§ **ENTRIES SHOWN**
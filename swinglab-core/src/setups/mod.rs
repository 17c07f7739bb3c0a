//! Setup rules: trigger predicate plus initial stop for each named setup.
//!
//! A setup is a small strategy object: it says whether it fires at bar `i`
//! and where the protective stop sits. Setups are registered by name in a
//! [`SetupRegistry`]; adding a setup means registering a new type, never
//! editing an existing one.
//!
//! Index convention: `i` is the latest completed bar, `i - 1` the prior bar,
//! `i - 2` the bar before that. Setups only read `bars[..=i]`.

pub mod mean_reversion;
pub mod prev_day_breakout;
pub mod two_day_breakout;

use std::collections::BTreeMap;
use std::sync::Arc;

use crate::domain::Bar;
use crate::error::ContractError;
use crate::regime::Regime;

pub use mean_reversion::MeanReversion;
pub use prev_day_breakout::PrevDayBreakout;
pub use two_day_breakout::TwoDayBreakout;

/// Trait for setup rules.
pub trait Setup: Send + Sync {
    /// Registered name (e.g., "PrevDayBreakout_D1").
    fn name(&self) -> &str;

    /// Smallest bar index at which `trigger` can be evaluated.
    fn min_index(&self) -> usize;

    /// Market regime this setup is allowed to trade in when the regime filter is on.
    fn required_regime(&self) -> Regime;

    /// True when the setup's condition holds at bar `i`.
    fn trigger(&self, bars: &[Bar], i: usize) -> bool;

    /// Initial stop for a signal at bar `i`; `None` if history is insufficient.
    fn stop_price(&self, bars: &[Bar], i: usize) -> Option<f64>;
}

/// Name → setup lookup.
#[derive(Clone, Default)]
pub struct SetupRegistry {
    setups: BTreeMap<String, Arc<dyn Setup>>,
}

impl SetupRegistry {
    pub fn new() -> Self {
        Self::default()
    }

    /// Registry with the three daily setups.
    pub fn with_defaults() -> Self {
        let mut registry = Self::new();
        registry.register(PrevDayBreakout);
        registry.register(TwoDayBreakout);
        registry.register(MeanReversion);
        registry
    }

    pub fn register<S: Setup + 'static>(&mut self, setup: S) {
        self.setups.insert(setup.name().to_string(), Arc::new(setup));
    }

    /// Look a setup up by name. The `_D1` timeframe suffix is optional.
    pub fn get(&self, name: &str) -> Result<Arc<dyn Setup>, ContractError> {
        if let Some(setup) = self.setups.get(name) {
            return Ok(Arc::clone(setup));
        }
        self.setups
            .get(&format!("{name}_D1"))
            .cloned()
            .ok_or_else(|| ContractError::UnknownSetup {
                name: name.to_string(),
                known: self.names().join(", "),
            })
    }

    /// Resolve a list of names, failing on the first unknown one.
    pub fn resolve(&self, names: &[String]) -> Result<Vec<Arc<dyn Setup>>, ContractError> {
        if names.is_empty() {
            return Err(ContractError::NoSetups);
        }
        names.iter().map(|n| self.get(n)).collect()
    }

    pub fn names(&self) -> Vec<String> {
        self.setups.keys().cloned().collect()
    }
}

impl std::fmt::Debug for SetupRegistry {
    fn fmt(&self, f: &mut std::fmt::Formatter<'_>) -> std::fmt::Result {
        f.debug_struct("SetupRegistry")
            .field("setups", &self.names())
            .finish()
    }
}

#[cfg(test)]
pub(crate) mod test_bars {
    use crate::domain::Bar;
    use chrono::NaiveDate;

    /// Build bars from (open, high, low, close) tuples on consecutive days.
    pub fn bars(ohlc: &[(f64, f64, f64, f64)]) -> Vec<Bar> {
        let base = NaiveDate::from_ymd_opt(2024, 1, 2).unwrap();
        ohlc.iter()
            .enumerate()
            .map(|(i, &(open, high, low, close))| Bar {
                symbol: "SPY".into(),
                date: base + chrono::Duration::days(i as i64),
                open,
                high,
                low,
                close,
                volume: 1000,
            })
            .collect()
    }
}

#[cfg(test)]
mod tests {
    use super::*;

    #[test]
    fn defaults_register_three_setups() {
        let registry = SetupRegistry::with_defaults();
        assert_eq!(
            registry.names(),
            vec!["MeanReversion_D1", "PrevDayBreakout_D1", "TwoDayBreakout_D1"]
        );
    }

    #[test]
    fn lookup_accepts_bare_name() {
        let registry = SetupRegistry::with_defaults();
        assert_eq!(registry.get("TwoDayBreakout").unwrap().name(), "TwoDayBreakout_D1");
        assert_eq!(registry.get("MeanReversion_D1").unwrap().name(), "MeanReversion_D1");
    }

    #[test]
    fn unknown_setup_is_contract_error() {
        let registry = SetupRegistry::with_defaults();
        let err = registry.get("InsideBar").err().unwrap();
        assert!(matches!(err, ContractError::UnknownSetup { .. }));
        assert!(err.to_string().contains("InsideBar"));
    }

    #[test]
    fn resolve_rejects_empty_list() {
        let registry = SetupRegistry::with_defaults();
        assert_eq!(registry.resolve(&[]).err(), Some(ContractError::NoSetups));
    }
}
//! Signal detector: runs a set of setups over a bar series, gated by the regime filter.
//!
//! Setups are independent: several can fire on the same bar for the same symbol.
//! Each setup emits at most one signal per bar.

use std::sync::Arc;

use crate::domain::{Bar, Signal};
use crate::regime::RegimeFilter;
use crate::setups::Setup;

pub struct SignalDetector {
    setups: Vec<Arc<dyn Setup>>,
    regime: Option<RegimeFilter>,
}

impl SignalDetector {
    pub fn new(setups: Vec<Arc<dyn Setup>>, regime: Option<RegimeFilter>) -> Self {
        Self { setups, regime }
    }

    pub fn setups(&self) -> &[Arc<dyn Setup>] {
        &self.setups
    }

    /// Signals firing at bar `i`, in setup order.
    pub fn detect_at(&self, bars: &[Bar], i: usize) -> Vec<Signal> {
        if i >= bars.len() {
            return Vec::new();
        }
        let regime = self.regime.map(|f| f.classify(bars, i));
        let mut signals = Vec::new();
        for setup in &self.setups {
            let setup: &dyn Setup = setup.as_ref();
            if !setup.trigger(bars, i) {
                continue;
            }
            if let Some(classified) = regime {
                if !RegimeFilter::allows(setup, classified) {
                    continue;
                }
            }
            signals.push(Signal::new(&bars[i].symbol, setup.name(), i, bars[i].date));
        }
        signals
    }

    /// Signals over the whole series, ordered by bar index then setup order.
    pub fn detect_all(&self, bars: &[Bar]) -> Vec<Signal> {
        self.detect_from(bars, 0)
    }

    /// Signals at bars `from..`, with every earlier bar still visible as history.
    pub fn detect_from(&self, bars: &[Bar], from: usize) -> Vec<Signal> {
        let start = self
            .setups
            .iter()
            .map(|s| s.min_index())
            .min()
            .unwrap_or(0)
            .max(from);
        (start..bars.len())
            .flat_map(|i| self.detect_at(bars, i))
            .collect()
    }
}

impl std::fmt::Debug for SignalDetector {
    fn fmt(&self, f: &mut std::fmt::Formatter<'_>) -> std::fmt::Result {
        let names: Vec<&str> = self.setups.iter().map(|s| s.name()).collect();
        f.debug_struct("SignalDetector")
            .field("setups", &names)
            .field("regime", &self.regime)
            .finish()
    }
}
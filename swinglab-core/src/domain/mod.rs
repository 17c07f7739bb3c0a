//! Domain types for swinglab

pub mod bar;
pub mod ids;
pub mod signal;
pub mod trade;

pub use bar::{normalize_series, Bar};
pub use ids::SignalId;
pub use signal::Signal;
pub use trade::{ExitReason, Outcome, SimulatedTrade};
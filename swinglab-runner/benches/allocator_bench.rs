//! Criterion benchmarks for the portfolio allocator.
//!
//! Run with: `cargo bench -p swinglab-runner`
//!
//! Measures cohort grouping, causal scoring and greedy admission over
//! synthetic candidate sets of increasing size.

use chrono::{Duration, NaiveDate};
use criterion::{black_box, criterion_group, criterion_main, BenchmarkId, Criterion};
use swinglab_core::domain::{ExitReason, Outcome, SimulatedTrade};
use swinglab_runner::{
    Allocator, Candidate, PortfolioConfig, RankBy, RankingConfig, TradeStats,
};

const SYMBOLS: [&str; 8] = ["SPY", "QQQ", "IWM", "DIA", "XLF", "XLE", "XLK", "TLT"];
const SETUPS: [&str; 3] = ["PrevDayBreakout_D1", "TwoDayBreakout_D1", "MeanReversion_D1"];

/// Deterministic candidate set spread over trading days.
fn generate_candidates(count: usize) -> Vec<Candidate> {
    let origin = NaiveDate::from_ymd_opt(2020, 1, 2).unwrap();
    (0..count)
        .map(|i| {
            let entry = origin + Duration::days((i / 6) as i64);
            let r = ((i * 37) % 31) as f64 / 10.0 - 1.0;
            let entry_price = 50.0 + (i % 150) as f64;
            let stop_price = entry_price * 0.97;
            let risk = entry_price - stop_price;
            let trade = SimulatedTrade {
                symbol: SYMBOLS[i % SYMBOLS.len()].to_string(),
                setup_name: SETUPS[(i / SYMBOLS.len()) % SETUPS.len()].to_string(),
                signal_ts: entry - Duration::days(1),
                entry_ts: entry,
                entry_price,
                stop_price,
                target_price: entry_price + 2.0 * risk,
                exit_ts: entry + Duration::days(1 + (i % 5) as i64),
                exit_price: entry_price + r * risk,
                exit_reason: ExitReason::time_stop(r),
                r_multiple: r,
                outcome: Outcome::from_r(r),
            };
            Candidate::new(trade, 10.0)
        })
        .collect()
}

fn allocator(rank_by: RankBy) -> Allocator {
    let portfolio = PortfolioConfig {
        max_open_positions: 5,
        max_capital_usd: 10_000.0,
        max_total_open_risk_usd: 400.0,
    };
    let ranking = RankingConfig {
        rank_by,
        ..RankingConfig::default()
    };
    Allocator::new(portfolio, ranking).unwrap()
}

/// Benchmark full allocation per ranking mode
fn bench_allocate(c: &mut Criterion) {
    let mut group = c.benchmark_group("allocate");

    for rank_by in [RankBy::Unranked, RankBy::TrailingAvgR, RankBy::TrailingBlendedAvgR] {
        let allocator = allocator(rank_by);
        for size in [100, 1_000, 10_000].iter() {
            let candidates = generate_candidates(*size);
            group.bench_with_input(
                BenchmarkId::new(rank_by.to_string(), size),
                size,
                |b, _| {
                    b.iter(|| {
                        let _ = allocator.allocate(black_box(candidates.clone()));
                    });
                },
            );
        }
    }

    group.finish();
}

/// Benchmark summary statistics over candidate trades
fn bench_trade_stats(c: &mut Criterion) {
    let candidates = generate_candidates(10_000);
    c.bench_function("trade_stats_10k", |b| {
        b.iter(|| TradeStats::compute_iter(black_box(candidates.iter().map(|c| &c.trade))));
    });
}

criterion_group!(benches, bench_allocate, bench_trade_stats);
criterion_main!(benches);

§ **DIRECTIONS FOR THIS TASK**
Copy exactly the lines above, starting at the opening line and finishing at the line in which "can be evaluated." occurs.

§ **ANSWER**
filename swinglab-core/src/setups/mod.rs
repository 17c07f7739bb3c0a
//! Setup rules: trigger predicate plus initial stop for each named setup.
//!
//! A setup is a small strategy object: it says whether it fires at bar `i`
//! and where the protective stop sits. Setups are registered by name in a
//! [`SetupRegistry`]; adding a setup means registering a new type, never
//! editing an existing one.
//!
//! Index convention: `i` is the latest completed bar, `i - 1` the prior bar,
//! `i - 2` the bar before that. Setups only read `bars[..=i]`.

pub mod mean_reversion;
pub mod prev_day_breakout;
pub mod two_day_breakout;

use std::collections::BTreeMap;
use std::sync::Arc;

use crate::domain::Bar;
use crate::error::ContractError;
use crate::regime::Regime;

pub use mean_reversion::MeanReversion;
pub use prev_day_breakout::PrevDayBreakout;
pub use two_day_breakout::TwoDayBreakout;

/// Trait for setup rules.
pub trait Setup: Send + Sync {
    /// Registered name (e.g., "PrevDayBreakout_D1").
    fn name(&self) -> &str;

    /// Smallest bar index at which `trigger` can be evaluated.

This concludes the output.